# TASK DETAILS
Each line below must be reproduced exactly.

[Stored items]

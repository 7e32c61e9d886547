use std::env;

use crate::error::AppError;

/// Resolve the database URL from the environment.
///
/// `DATABASE_URL` wins when set. Otherwise a PostgreSQL URL is assembled
/// from `DB_USER` / `DB_PASS` (required) and `DB_HOST`, `DB_PORT`,
/// `DB_NAME` (defaulted).
pub fn db_url() -> Result<String, AppError> {
    if let Some(url) = env::var("DATABASE_URL")
        .ok()
        .filter(|url| !url.trim().is_empty())
    {
        return Ok(url);
    }

    let username = must_var("DB_USER")?;
    let password = must_var("DB_PASS")?;
    let host = env::var("DB_HOST").unwrap_or_else(|_| "localhost".to_string());
    let port = env::var("DB_PORT").unwrap_or_else(|_| "5432".to_string());
    let db_name = env::var("DB_NAME").unwrap_or_else(|_| "inventory".to_string());

    Ok(format!(
        "postgresql://{username}:{password}@{host}:{port}/{db_name}"
    ))
}

fn must_var(name: &str) -> Result<String, AppError> {
    env::var(name)
        .map_err(|_| AppError::config(format!("Required environment variable '{name}' is not set")))
}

# TASK RESPONSE
repository 7e32c61e9d886547
use std::env;

use crate::error::AppError;

/// Resolve the database URL from the environment.
///
/// `DATABASE_URL` wins when set. Otherwise a PostgreSQL URL is assembled
/// from `DB_USER` / `DB_PASS` (required) and `DB_HOST`, `DB_PORT`,
/// `DB_NAME` (defaulted).
pub fn db_url() -> Result<String, AppError> {
    if let Some(url) = env::var("DATABASE_URL")
        .ok()
        .filter(|url| !url.trim().is_empty())
    {
        return Ok(url);
    }

    let username = must_var("DB_USER")?;
    let password = must_var("DB_PASS")?;
    let host = env::var("DB_HOST").unwrap_or_else(|_| "localhost".to_string());
    let port = env::var("DB_PORT").unwrap_or_else(|_| "5432".to_string());
    let db_name = env::var("DB_NAME").unwrap_or_else(|_| "inventory".to_string());

    Ok(format!(
        "postgresql://{username}:{password}@{host}:{port}/{db_name}"
    ))
}

fn must_var(name: &str) -> Result<String, AppError> {
    env::var(name)
        .map_err(|_| AppError::config(format!("Required environment variable '{name}' is not set")))
}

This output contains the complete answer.